As part of that initiative, UAM has enlisted the help of several prominent soccer players from around the globe as spokespersons, including several that play in Major League Soccer. One of those involved is Dwayne De Rosario, who was introduced to the cause nearly three years ago by then fellow MLS player Diego Gutierrez.
"In 2007, during the preseason, I met up with Diego Gutierrez, and he mentioned to me about this malaria campaign," De Rosario told Goal.com in a phone interview. "He wanted me to get involved, and he just gave me a brief rundown about malaria. And he mentioned that every thirty seconds, a child dies in Africa from malaria.
"At that point and time, I wanted to know more about it."
And that's exactly what happened. The Canadian international began to work with MLS W.O.R.K.S., the Nothing But Nets campaign, and the United Nations’ foundation to help the cause in fighting malaria. The MLS organization is aimed to address social issues facing young adults, while the Nothing But Nets campaign is attempting to send nets to Africa that would help stop the spread of malaria by 90 percent.
"I started working with [the organizations] first to spread awareness," De Rosario said. "Secondly, then to make myself knowledgeable in terms of how devastating malaria is."
In addition to Dwayne De Rosario, several other globally recognized soccer players are part of UAM. Landon Donovan, Michael Essien, Salomon Kalou, and Kolo Toure all take part in public service announcements that are aimed towards spreading the awareness of the disease.
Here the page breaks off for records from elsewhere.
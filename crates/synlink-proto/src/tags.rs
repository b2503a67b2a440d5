//! Tag values and the tag-record wire shape.
//!
//! A tag is a named point with a value, packed quality flags, and a
//! description. When transmitted, each tag becomes a [`TagRecord`] whose
//! field names and nesting are fixed by the remote component; changing them
//! breaks rendering silently, so the serde renames below are load-bearing.

use serde::{Deserialize, Serialize};

/// A tag's current value.
///
/// Untagged on the wire: the JSON value itself carries the kind. `Bool` is
/// listed first so that JSON booleans never fall through to the numeric arm.
#[derive(Debug, Clone, PartialEq, Serialize, Deserialize)]
#[serde(untagged)]
pub enum TagValue {
    /// Boolean state (breaker position, alarm contact, ...).
    Bool(bool),
    /// Numeric measurement.
    Float(f64),
    /// Free-form text.
    Text(String),
}

impl TagValue {
    /// The wire `type` discriminator inferred from the value's kind.
    #[must_use]
    pub fn kind(&self) -> ValueKind {
        match self {
            Self::Float(_) => ValueKind::Float,
            Self::Bool(_) => ValueKind::Bool,
            Self::Text(_) => ValueKind::String,
        }
    }
}

impl From<f64> for TagValue {
    fn from(value: f64) -> Self {
        Self::Float(value)
    }
}

impl From<f32> for TagValue {
    fn from(value: f32) -> Self {
        Self::Float(f64::from(value))
    }
}

impl From<i32> for TagValue {
    fn from(value: i32) -> Self {
        Self::Float(f64::from(value))
    }
}

impl From<u32> for TagValue {
    fn from(value: u32) -> Self {
        Self::Float(f64::from(value))
    }
}

impl From<bool> for TagValue {
    fn from(value: bool) -> Self {
        Self::Bool(value)
    }
}

impl From<&str> for TagValue {
    fn from(value: &str) -> Self {
        Self::Text(value.to_owned())
    }
}

impl From<String> for TagValue {
    fn from(value: String) -> Self {
        Self::Text(value)
    }
}

/// Runtime kind of a tag value, as named on the wire.
#[derive(Debug, Clone, Copy, PartialEq, Eq, Serialize, Deserialize)]
#[serde(rename_all = "lowercase")]
pub enum ValueKind {
    /// Numeric value, transmitted as `"float"`.
    Float,
    /// Boolean value, transmitted as `"bool"`.
    Bool,
    /// Text value, transmitted as `"string"`.
    String,
}

/// One tag as it appears inside a `tags` envelope.
#[derive(Debug, Clone, PartialEq, Serialize, Deserialize)]
pub struct TagRecord {
    /// Tag name.
    pub path: String,
    /// Current value.
    pub value: TagValue,
    /// Transmitted quality: `true` when the internal failed bit is clear.
    pub quality: bool,
    /// Value kind discriminator.
    #[serde(rename = "type")]
    pub kind: ValueKind,
    /// Per-tag parameter block.
    pub parameters: TagParameters,
}

/// Parameter block nested under each record.
#[derive(Debug, Clone, PartialEq, Serialize, Deserialize)]
pub struct TagParameters {
    /// The single `Value` parameter group.
    #[serde(rename = "Value")]
    pub value: TagItem,
}

/// The `Value` parameter group carrying client-side identity and state.
#[derive(Debug, Clone, PartialEq, Serialize, Deserialize)]
pub struct TagItem {
    /// Session-stable numeric identifier assigned at first reference.
    #[serde(rename = "TagClientItem")]
    pub client_id: u32,
    /// Whether the alarm bit is set.
    #[serde(rename = "Alarmed")]
    pub alarmed: bool,
    /// Human-readable description; defaults to the tag name.
    #[serde(rename = "Desc")]
    pub description: String,
}
//! Scripted remote component.
//!
//! A [`SimRemote`] plays the embedded visualization component: it owns the
//! outbox side of the channel and fabricates the inbound events a real
//! component would emit. Tests drive the host, drain what it posted, and
//! feed back `loaded`/`ready`/`updated`/`click` events as the script
//! requires.

use synlink_host::RemoteId;
use synlink_proto::{
    ClickAttributes, Command, Event, OutboundMessage, ReadyAttributes, UpdateHandle,
};

use crate::sim_channel::{self, Outbox, SimChannel};

/// The handle stamped on a `tags` envelope, if the message is one.
#[must_use]
pub fn tags_handle(message: &OutboundMessage) -> Option<UpdateHandle> {
    match message.as_command() {
        Some(Command::Tags { handle, .. }) => Some(*handle),
        _ => None,
    }
}

/// Simulated remote component with a scripted event vocabulary.
#[derive(Debug)]
pub struct SimRemote {
    id: RemoteId,
    outbox: Outbox,
}

impl SimRemote {
    /// Create a remote with the given identity and the channel to hand to
    /// the host.
    #[must_use]
    pub fn new(raw_id: u64) -> (Self, SimChannel) {
        let (channel, outbox) = sim_channel::channel();
        (Self { id: RemoteId::new(raw_id), outbox }, channel)
    }

    /// This remote's source identity.
    #[must_use]
    pub fn id(&self) -> RemoteId {
        self.id
    }

    /// Every message the host posted since the last call, in send order.
    pub fn sent(&mut self) -> Vec<OutboundMessage> {
        self.outbox.drain()
    }

    /// The handle of the most recently posted `tags` envelope, draining the
    /// outbox.
    pub fn last_tags_handle(&mut self) -> Option<UpdateHandle> {
        self.sent().iter().rev().find_map(tags_handle)
    }

    /// The bootstrap notification.
    #[must_use]
    pub fn loaded(&self) -> Event {
        Event::Loaded
    }

    /// The readiness notification carrying the remote-reported tag list.
    #[must_use]
    pub fn ready(&self, tags_list: &str) -> Event {
        Event::Ready { attributes: ReadyAttributes { tags_list: tags_list.to_owned() } }
    }

    /// A successful acknowledgement for `handle`.
    #[must_use]
    pub fn ack(&self, handle: UpdateHandle) -> Event {
        Event::Updated { handle, error: None }
    }

    /// A failed acknowledgement for `handle`.
    #[must_use]
    pub fn ack_error(&self, handle: UpdateHandle, error: &str) -> Event {
        Event::Updated { handle, error: Some(error.to_owned()) }
    }

    /// A click on `tag` with an opaque interaction payload.
    #[must_use]
    pub fn click(&self, tag: &str) -> Event {
        Event::Click {
            attributes: ClickAttributes {
                event: serde_json::json!({ "button": 0 }),
                tag: tag.to_owned(),
            },
        }
    }
}
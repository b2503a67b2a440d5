//! In-memory ordered channel standing in for the context boundary.

use synlink_host::{ChannelError, MessageChannel};
use synlink_proto::OutboundMessage;
use tokio::sync::mpsc;

/// Sending half handed to the host.
///
/// Ordered and non-blocking, like a postMessage call. Sends fail with
/// [`ChannelError::Closed`] once the matching [`Outbox`] is dropped.
#[derive(Debug, Clone)]
pub struct SimChannel {
    tx: mpsc::UnboundedSender<OutboundMessage>,
}

/// Receiving half kept by the test to observe what the host posted.
#[derive(Debug)]
pub struct Outbox {
    rx: mpsc::UnboundedReceiver<OutboundMessage>,
}

/// Create a connected channel/outbox pair.
#[must_use]
pub fn channel() -> (SimChannel, Outbox) {
    let (tx, rx) = mpsc::unbounded_channel();
    (SimChannel { tx }, Outbox { rx })
}

impl MessageChannel for SimChannel {
    fn send(&mut self, message: OutboundMessage) -> Result<(), ChannelError> {
        self.tx.send(message).map_err(|_| ChannelError::Closed)
    }
}

impl Outbox {
    /// Take every message posted so far, in send order.
    pub fn drain(&mut self) -> Vec<OutboundMessage> {
        let mut messages = Vec::new();
        while let Ok(message) = self.rx.try_recv() {
            messages.push(message);
        }
        messages
    }

    /// Take the next message, if one was posted.
    pub fn try_next(&mut self) -> Option<OutboundMessage> {
        self.rx.try_recv().ok()
    }
}
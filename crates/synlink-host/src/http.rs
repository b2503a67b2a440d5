//! HTTP resource fetcher backed by `reqwest`.

use async_trait::async_trait;

use crate::fetch::{FetchError, ResourceFetcher};

/// Production fetcher retrieving resources over HTTP(S).
#[derive(Debug, Clone, Default)]
pub struct HttpFetcher {
    client: reqwest::Client,
}

impl HttpFetcher {
    /// Create a fetcher with a default client.
    #[must_use]
    pub fn new() -> Self {
        Self::default()
    }

    /// Create a fetcher around an existing client (shared pools, proxies).
    #[must_use]
    pub fn with_client(client: reqwest::Client) -> Self {
        Self { client }
    }
}

#[async_trait]
impl ResourceFetcher for HttpFetcher {
    async fn fetch(&mut self, url: &str) -> Result<String, FetchError> {
        let response = self
            .client
            .get(url)
            .send()
            .await
            .map_err(|err| FetchError::Transport(err.to_string()))?;

        let status = response.status();
        if !status.is_success() {
            return Err(FetchError::Status { status: status.as_u16() });
        }

        response.text().await.map_err(|err| FetchError::Transport(err.to_string()))
    }
}
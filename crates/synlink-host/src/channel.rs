//! Outbound transport seam and remote-context identity.
//!
//! The channel models the one-way post into the embedded context: ordered,
//! non-blocking, fire-and-forget. Inbound traffic does not flow through the
//! channel — the embedding runtime delivers decoded events to
//! [`crate::Synoptic::handle_inbound`] together with the sender's
//! [`RemoteId`], which the host checks against the context it owns.

use synlink_proto::OutboundMessage;
use thiserror::Error;

/// Opaque identity of one embedded remote context.
///
/// Stands in for the message-event source identity: two host instances on
/// the same page own different ids, and inbound events carrying a foreign
/// id are discarded unconditionally.
#[derive(Debug, Clone, Copy, PartialEq, Eq, Hash)]
pub struct RemoteId(u64);

impl RemoteId {
    /// Wrap a raw identity value.
    #[must_use]
    pub const fn new(raw: u64) -> Self {
        Self(raw)
    }

    /// The raw identity value.
    #[must_use]
    pub const fn raw(self) -> u64 {
        self.0
    }
}

/// Errors raised by an outbound channel.
#[derive(Debug, Clone, PartialEq, Eq, Error)]
pub enum ChannelError {
    /// The remote context is gone; nothing can be delivered.
    #[error("message channel closed")]
    Closed,
}

/// Ordered, non-blocking transport into the remote context.
///
/// Implementations must deliver messages in send order and must not block:
/// a send either enqueues the message or fails with [`ChannelError::Closed`].
pub trait MessageChannel: Send {
    /// Post one message to the remote context.
    fn send(&mut self, message: OutboundMessage) -> Result<(), ChannelError>;
}
//! Deterministic local provider.
//!
//! Summaries are built from simple source statistics and embeddings are
//! hashed bag-of-tokens vectors, L2-normalized. Same input, same output,
//! which makes it usable for local runs and end-to-end tests.

use async_trait::async_trait;
use sha2::{Digest, Sha256};

use crate::error::StepError;

use super::{Embedder, Summarizer};

pub struct OfflineProvider {
    dims: usize,
}

impl OfflineProvider {
    pub fn new(dims: usize) -> Self {
        Self { dims }
    }

    fn vectorize(&self, text: &str) -> Vec<f32> {
        let mut v = vec![0.0f32; self.dims];
        for token in tokens(text) {
            let digest = Sha256::digest(token.as_bytes());
            let bucket = u32::from_le_bytes([digest[0], digest[1], digest[2], digest[3]]) as usize
                % self.dims;
            let sign = if digest[4] & 1 == 0 { 1.0 } else { -1.0 };
            v[bucket] += sign;
        }

        let norm = v.iter().map(|x| x * x).sum::<f32>().sqrt();
        if norm > f32::EPSILON {
            for x in v.iter_mut() {
                *x /= norm;
            }
        }
        v
    }
}

fn tokens(text: &str) -> impl Iterator<Item = String> + '_ {
    text.split(|c: char| !c.is_alphanumeric() && c != '_')
        .filter(|t| !t.is_empty())
        .map(|t| t.to_lowercase())
}

fn describe(code: &str) -> String {
    let lines = code.lines().count();
    let first = code
        .lines()
        .map(str::trim)
        .find(|l| !l.is_empty())
        .unwrap_or_default();
    let first: String = first.chars().take(80).collect();
    format!(
        "{} line{} of code ({} bytes) starting with `{}`.",
        lines,
        if lines == 1 { "" } else { "s" },
        code.len(),
        first
    )
}

#[async_trait]
impl Summarizer for OfflineProvider {
    async fn summarize_code(&self, code: &str) -> Result<String, StepError> {
        Ok(format!("Snippet: {}", describe(code)))
    }

    async fn summarize_chunk(&self, chunk: &str, index: usize) -> Result<String, StepError> {
        Ok(format!("Part {}: {}", index + 1, describe(chunk)))
    }
}

#[async_trait]
impl Embedder for OfflineProvider {
    fn model_name(&self) -> &str {
        "offline-hash"
    }

    fn dims(&self) -> usize {
        self.dims
    }

    async fn embed_many(&self, texts: &[String]) -> Result<Vec<Vec<f32>>, StepError> {
        Ok(texts.iter().map(|t| self.vectorize(t)).collect())
    }
}

#[cfg(test)]
mod tests {
    use super::*;

    #[tokio::test]
    async fn test_embed_many_aligned_and_sized() {
        let p = OfflineProvider::new(64);
        let texts = vec![
            "adds two numbers".to_string(),
            "parses a config file".to_string(),
            "adds two numbers".to_string(),
        ];
        let vectors = p.embed_many(&texts).await.unwrap();
        assert_eq!(vectors.len(), 3);
        assert!(vectors.iter().all(|v| v.len() == 64));
        assert_eq!(vectors[0], vectors[2]);
        assert_ne!(vectors[0], vectors[1]);
    }

    #[tokio::test]
    async fn test_summary_non_empty() {
        let p = OfflineProvider::new(8);
        let s = p
            .summarize_code("function add(a,b){return a+b}")
            .await
            .unwrap();
        assert!(s.contains("1 line of code"));
        let s = p.summarize_chunk("x = 1\ny = 2\n", 1).await.unwrap();
        assert!(s.starts_with("Part 2"));
    }
}
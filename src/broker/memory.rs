//! In-memory [`Broker`] for tests and embedded use.

use std::collections::HashMap;
use std::sync::Mutex;

use anyhow::{anyhow, Result};
use async_trait::async_trait;

use super::{partition_for, Broker, Message, TopicPartition};

pub struct MemoryBroker {
    partitions: u32,
    logs: Mutex<HashMap<TopicPartition, Vec<Message>>>,
    offsets: Mutex<HashMap<(String, TopicPartition), i64>>,
}

impl MemoryBroker {
    pub fn new(partitions: u32) -> Self {
        Self {
            partitions: partitions.max(1),
            logs: Mutex::new(HashMap::new()),
            offsets: Mutex::new(HashMap::new()),
        }
    }
}

fn poisoned<T>(_: T) -> anyhow::Error {
    anyhow!("memory broker lock poisoned")
}

#[async_trait]
impl Broker for MemoryBroker {
    fn partition_count(&self) -> u32 {
        self.partitions
    }

    async fn publish(&self, topic: &str, key: Option<&str>, payload: &[u8]) -> Result<(u32, i64)> {
        let partition = partition_for(key, self.partitions);
        let tp = TopicPartition::new(topic, partition);
        let mut logs = self.logs.lock().map_err(poisoned)?;
        let log = logs.entry(tp).or_default();
        let offset = log.len() as i64;
        log.push(Message {
            topic: topic.to_string(),
            partition,
            offset,
            key: key.map(str::to_string),
            payload: payload.to_vec(),
        });
        Ok((partition, offset))
    }

    async fn fetch(&self, tp: &TopicPartition, offset: i64) -> Result<Option<Message>> {
        let logs = self.logs.lock().map_err(poisoned)?;
        let start = offset.max(0) as usize;
        Ok(logs.get(tp).and_then(|log| log.get(start)).cloned())
    }

    async fn committed(&self, group: &str, tp: &TopicPartition) -> Result<i64> {
        let offsets = self.offsets.lock().map_err(poisoned)?;
        Ok(offsets
            .get(&(group.to_string(), tp.clone()))
            .copied()
            .unwrap_or(0))
    }

    async fn commit(&self, group: &str, tp: &TopicPartition, offset: i64) -> Result<()> {
        let mut offsets = self.offsets.lock().map_err(poisoned)?;
        let next = offsets.entry((group.to_string(), tp.clone())).or_insert(0);
        // Commits never move backwards.
        *next = (*next).max(offset + 1);
        Ok(())
    }

    async fn end_offset(&self, tp: &TopicPartition) -> Result<i64> {
        let logs = self.logs.lock().map_err(poisoned)?;
        Ok(logs.get(tp).map(|l| l.len() as i64).unwrap_or(0))
    }
}

#[cfg(test)]
mod tests {
    use super::*;

    #[tokio::test]
    async fn test_publish_fetch_commit() {
        let broker = MemoryBroker::new(2);
        let (p, o0) = broker.publish("t", Some("k"), b"one").await.unwrap();
        let (p2, o1) = broker.publish("t", Some("k"), b"two").await.unwrap();
        assert_eq!(p, p2);
        assert_eq!((o0, o1), (0, 1));

        let tp = TopicPartition::new("t", p);
        assert_eq!(broker.committed("g", &tp).await.unwrap(), 0);
        let m = broker.fetch(&tp, 0).await.unwrap().unwrap();
        assert_eq!(m.payload, b"one");

        broker.commit("g", &tp, 0).await.unwrap();
        assert_eq!(broker.committed("g", &tp).await.unwrap(), 1);
        // Other groups are independent.
        assert_eq!(broker.committed("other", &tp).await.unwrap(), 0);

        broker.commit("g", &tp, 1).await.unwrap();
        broker.commit("g", &tp, 0).await.unwrap();
        assert_eq!(broker.committed("g", &tp).await.unwrap(), 2);
        assert!(broker.fetch(&tp, 2).await.unwrap().is_none());
        assert_eq!(broker.end_offset(&tp).await.unwrap(), 2);
    }
}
The support extends past the soccer fields as well. Such recognized names as Bono and Anna Kournikova, Mandy Moore, and Molly Sims all take part in UAM’s fight in extinguishing the disease throughout Africa.
United Against Malaria has a one goal: Eliminate malaria by 2015. In order to achieve that goal, the group will make an appearance in Washington D.C. on April 20 to encourage Congress to support the fight against malaria. The first event of the day is a presentation of thousands of signatures to members of Congress, encouraging them to continue the fight. The second is a presentation to Congress, which will see the appearance of several current MLS players in Clyde Simms and Danleigh Borman, in addition to the retired Gutierrez.
In addition to the World Malaria Day, De Rosario also noted that the World Cup would be a good stage to help raise awareness, considering the fact that it is the first World Cup to ever be held on African soil. And with the world watching the proceedings in Africa, De Rosario noted that it would be the perfect time to help spread knowledge about the disease.
"With United Against Malaria at the World Cup, that would be a major landmark to touch," De Rosario told Goal.com. "Not only people here in North America, but all over the world will now see the World Cup in Africa for the first time. And people will gravitate to gaining more knowledge about how they can contribute to seeing the end of malaria by 2015."